17/09/2008
Triumph, uma vez mais
Confesso que vibro com as campanhas da Triumph e aguardo, em ânsia, pela próxima. É que são sempre tão reais e o sentimento de identificação é sempre tão grande, que uma pessoa revê-se. "Olha, sou eu! Ah, não, é a Cláudia Viera semi-nua. É que parecia mesmo que era eu". Com as campanhas da Triumph a primeira coisa que apetece a uma mulher é arrancar a roupa e ostentar a sua lingerie com orgulho. Melhor, é correr para casa e dedicar-se às tarefas domésticas, sempre em lingerie, obviamente, e quanto mais sluty melhor, para dar outro vigor à coisa. É que não há nada como lavar o chão, passar a ferro, sacudir tapetes ou arear pratas com um cinto de ligas.
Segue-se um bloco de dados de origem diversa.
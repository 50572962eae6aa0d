// Copyright (c) AlphaVelocity.
// All rights reserved.
//
// This source code is licensed under the license found in the
// LICENSE file in the root directory of this source tree.

use budgetit::analytics::{generate_budget_alerts, Heuristics};
use budgetit::models::{Budget, BudgetPeriod, Category, Transaction, TransactionKind};
use chrono::NaiveDate;
use rust_decimal::Decimal;

fn cat(id: i64, name: &str) -> Category {
    Category {
        id,
        name: name.to_string(),
        icon: "Tag".to_string(),
        color: None,
        budget: None,
    }
}

fn budget(id: i64, category_id: i64, amount: i64, period: BudgetPeriod) -> Budget {
    Budget {
        id,
        category_id,
        amount: Decimal::from(amount),
        period,
        current_spent: Decimal::ZERO,
        start_date: NaiveDate::from_ymd_opt(2025, 1, 1).unwrap(),
        end_date: None,
    }
}

fn expense(id: i64, category_id: i64, amount: i64, date: NaiveDate) -> Transaction {
    Transaction {
        id,
        kind: TransactionKind::Expense,
        amount: Decimal::from(amount),
        date,
        category_id,
        account_id: 1,
        description: None,
        tags: None,
        is_recurring: None,
    }
}

fn d(y: i32, m: u32, day: u32) -> NaiveDate {
    NaiveDate::from_ymd_opt(y, m, day).unwrap()
}

#[test]
fn blown_budget_always_alerts() {
    let heur = Heuristics::default();
    let budgets = vec![budget(1, 1, 100, BudgetPeriod::Monthly)];
    let txs = vec![expense(1, 1, 105, d(2025, 8, 10))];
    let alerts = generate_budget_alerts(&budgets, &txs, &[cat(1, "Food")], d(2025, 8, 29), &heur);
    assert_eq!(alerts.len(), 1);
    assert_eq!(alerts[0].percent_used, Decimal::new(1050, 1));
    assert_eq!(alerts[0].category_name, "Food");
}

#[test]
fn heavy_early_spend_alerts_before_period_ends() {
    let heur = Heuristics::default();
    let budgets = vec![budget(1, 1, 100, BudgetPeriod::Monthly)];
    // 85% used on day 5 of a 31-day month
    let txs = vec![expense(1, 1, 85, d(2025, 8, 3))];
    let alerts = generate_budget_alerts(&budgets, &txs, &[cat(1, "Food")], d(2025, 8, 5), &heur);
    assert_eq!(alerts.len(), 1);
    assert_eq!(alerts[0].percent_used, Decimal::new(850, 1));
}

#[test]
fn projected_overrun_alerts_mid_period() {
    let heur = Heuristics::default();
    let budgets = vec![budget(1, 1, 100, BudgetPeriod::Monthly)];
    // Halfway through June: 60 spent projects to 120
    let txs = vec![expense(1, 1, 60, d(2025, 6, 8))];
    let alerts = generate_budget_alerts(&budgets, &txs, &[cat(1, "Food")], d(2025, 6, 15), &heur);
    assert_eq!(alerts.len(), 1);
    assert_eq!(alerts[0].projected, Decimal::from(120));
}

#[test]
fn on_track_budget_stays_silent() {
    let heur = Heuristics::default();
    let budgets = vec![budget(1, 1, 100, BudgetPeriod::Monthly)];
    // 30% used halfway through projects to 60
    let txs = vec![expense(1, 1, 30, d(2025, 6, 8))];
    let alerts = generate_budget_alerts(&budgets, &txs, &[cat(1, "Food")], d(2025, 6, 15), &heur);
    assert!(alerts.is_empty());
}

#[test]
fn weekly_window_starts_on_sunday() {
    let heur = Heuristics::default();
    let budgets = vec![budget(1, 1, 100, BudgetPeriod::Weekly)];
    let today = d(2025, 8, 13); // Wednesday; week started Sunday the 10th

    // Spend from the previous week is out of scope
    let txs = vec![expense(1, 1, 95, d(2025, 8, 8))];
    assert!(generate_budget_alerts(&budgets, &txs, &[cat(1, "Food")], today, &heur).is_empty());

    // The same spend inside the current week trips the alert
    let txs = vec![expense(1, 1, 95, d(2025, 8, 11))];
    let alerts = generate_budget_alerts(&budgets, &txs, &[cat(1, "Food")], today, &heur);
    assert_eq!(alerts.len(), 1);
}

#[test]
fn yearly_budget_uses_calendar_year() {
    let heur = Heuristics::default();
    let budgets = vec![budget(1, 1, 1200, BudgetPeriod::Yearly)];
    // Last year's spend is ignored; this year's 1300 blows the budget
    let txs = vec![
        expense(1, 1, 2000, d(2024, 11, 20)),
        expense(2, 1, 1300, d(2025, 3, 5)),
    ];
    let alerts = generate_budget_alerts(&budgets, &txs, &[cat(1, "Food")], d(2025, 8, 15), &heur);
    assert_eq!(alerts.len(), 1);
    assert_eq!(alerts[0].budget, Decimal::from(1200));
}

#[test]
fn stored_spent_field_is_ignored() {
    let heur = Heuristics::default();
    let mut b = budget(1, 1, 100, BudgetPeriod::Monthly);
    b.current_spent = Decimal::from(9999);
    let alerts = generate_budget_alerts(&[b], &[], &[cat(1, "Food")], d(2025, 8, 15), &heur);
    assert!(alerts.is_empty());
}

#[test]
fn zero_amount_budget_is_skipped() {
    let heur = Heuristics::default();
    let budgets = vec![budget(1, 1, 0, BudgetPeriod::Monthly)];
    let txs = vec![expense(1, 1, 500, d(2025, 8, 10))];
    let alerts = generate_budget_alerts(&budgets, &txs, &[cat(1, "Food")], d(2025, 8, 15), &heur);
    assert!(alerts.is_empty());
}

#[test]
fn income_does_not_count_against_budgets() {
    let heur = Heuristics::default();
    let budgets = vec![budget(1, 7, 100, BudgetPeriod::Monthly)];
    let txs = vec![Transaction {
        kind: TransactionKind::Income,
        ..expense(1, 7, 500, d(2025, 8, 10))
    }];
    let alerts = generate_budget_alerts(&budgets, &txs, &[cat(7, "Salary")], d(2025, 8, 15), &heur);
    assert!(alerts.is_empty());
}
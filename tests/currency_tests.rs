// Copyright (c) AlphaVelocity.
// All rights reserved.
//
// This source code is licensed under the license found in the
// LICENSE file in the root directory of this source tree.

use budgetit::currency::CurrencyBook;
use budgetit::models::Currency;
use rust_decimal::Decimal;

fn ccy(code: &str, rate: Decimal, primary: bool) -> Currency {
    Currency {
        code: code.to_string(),
        name: code.to_string(),
        symbol: format!("{}$", code),
        exchange_rate: rate,
        is_primary: primary,
        is_visible: primary,
    }
}

fn book() -> CurrencyBook {
    CurrencyBook::new(vec![
        ccy("ARS", Decimal::ONE, true),
        ccy("USD", Decimal::new(11, 4), false), // 0.0011
        ccy("EUR", Decimal::new(10, 4), false), // 0.0010
    ])
}

#[test]
fn identity_conversion_returns_amount() {
    let b = book();
    let amount = Decimal::new(12345, 2);
    assert_eq!(b.convert(amount, "ARS", "ARS"), amount);
    assert_eq!(b.convert(amount, "USD", "USD"), amount);
}

#[test]
fn conversion_uses_rate_ratio() {
    let b = book();
    // USD -> EUR: amount * (0.0011 / 0.0010) = amount * 1.1
    let res = b.convert(Decimal::from(100), "USD", "EUR");
    assert_eq!(res.round_dp(4), Decimal::new(1100000, 4));
}

#[test]
fn unknown_code_is_a_noop() {
    let b = book();
    let amount = Decimal::from(42);
    assert_eq!(b.convert(amount, "XXX", "ARS"), amount);
    assert_eq!(b.convert(amount, "ARS", "XXX"), amount);
}

#[test]
fn rebase_pins_new_primary_to_one() {
    let mut b = book();
    b.set_primary_and_recalculate("USD").unwrap();
    let usd = b.get("USD").unwrap();
    assert!(usd.is_primary);
    assert_eq!(usd.exchange_rate, Decimal::ONE);
    assert_eq!(b.iter().filter(|c| c.is_primary).count(), 1);
}

#[test]
fn rebase_preserves_cross_ratios() {
    let mut b = book();
    let before = b.get("EUR").unwrap().exchange_rate / b.get("USD").unwrap().exchange_rate;
    b.set_primary_and_recalculate("USD").unwrap();
    let after = b.get("EUR").unwrap().exchange_rate / b.get("USD").unwrap().exchange_rate;
    assert_eq!(before.round_dp(12), after.round_dp(12));

    // ARS is now quoted against USD: 1 / 0.0011
    let ars = b.get("ARS").unwrap();
    assert!(!ars.is_primary);
    assert_eq!(
        ars.exchange_rate.round_dp(4),
        (Decimal::ONE / Decimal::new(11, 4)).round_dp(4)
    );
}

#[test]
fn rebase_unknown_code_errors() {
    let mut b = book();
    assert!(b.set_primary_and_recalculate("XXX").is_err());
}

#[test]
fn visible_set_is_capped_with_primary_always_included() {
    let mut b = book();
    b.set_visible(&["USD".to_string()]).unwrap();
    let visible: Vec<&str> = b.visible().iter().map(|c| c.code.as_str()).collect();
    assert!(visible.contains(&"ARS")); // primary stays visible
    assert!(visible.contains(&"USD"));
    assert_eq!(visible.len(), 2);

    // Two non-primary codes plus the implicit primary would exceed the cap
    assert!(b
        .set_visible(&["USD".to_string(), "EUR".to_string()])
        .is_err());
    // Unknown codes are rejected
    assert!(b.set_visible(&["XXX".to_string()]).is_err());
}

#[test]
fn upsert_beyond_visible_cap_lands_hidden() {
    let mut b = book();
    b.set_visible(&["USD".to_string()]).unwrap();

    // ARS and USD already fill the visible set; a third visible entry
    // is accepted but stored hidden
    let mut gbp = ccy("GBP", Decimal::new(9, 4), false);
    gbp.is_visible = true;
    b.upsert(gbp).unwrap();

    let gbp = b.get("GBP").unwrap();
    assert!(!gbp.is_visible);
    assert_eq!(b.visible().len(), 2);

    // Re-upserting an already-visible code keeps it visible
    let usd = b.get("USD").unwrap().clone();
    b.upsert(usd).unwrap();
    assert!(b.get("USD").unwrap().is_visible);
    assert_eq!(b.visible().len(), 2);
}

#[test]
fn rebase_onto_hidden_currency_keeps_visible_cap() {
    let mut b = book();
    b.set_visible(&["USD".to_string()]).unwrap();
    assert!(!b.get("EUR").unwrap().is_visible);

    // EUR becomes primary and therefore visible; the set must not grow
    // past the cap
    b.set_primary_and_recalculate("EUR").unwrap();
    let visible: Vec<&str> = b.visible().iter().map(|c| c.code.as_str()).collect();
    assert!(visible.contains(&"EUR"));
    assert_eq!(visible.len(), 2);
}

#[test]
fn format_amount_uses_symbol_and_primary_default() {
    let b = book();
    let amount = Decimal::new(123456, 2);
    assert_eq!(b.format_amount(amount, None), "ARS$1234.56");
    assert_eq!(b.format_amount(amount, Some("USD")), "USD$1234.56");
    assert_eq!(b.format_amount(amount, Some("XXX")), "1234.56");
}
Pelo menos para os maridos, que muito devem apreciar o panorama (dependedo, claro está, dos corpinhos que envergam tais trajes).
Ora bem, a nova campanha da Triumph vem no seguimento das outras: Cláudia Vieira, em todo o seu esplendor, exultante de alegria, "ai, tão bom que é ser mulher", e pronta a fazer aumentar a taxa de acidentes rodoviários.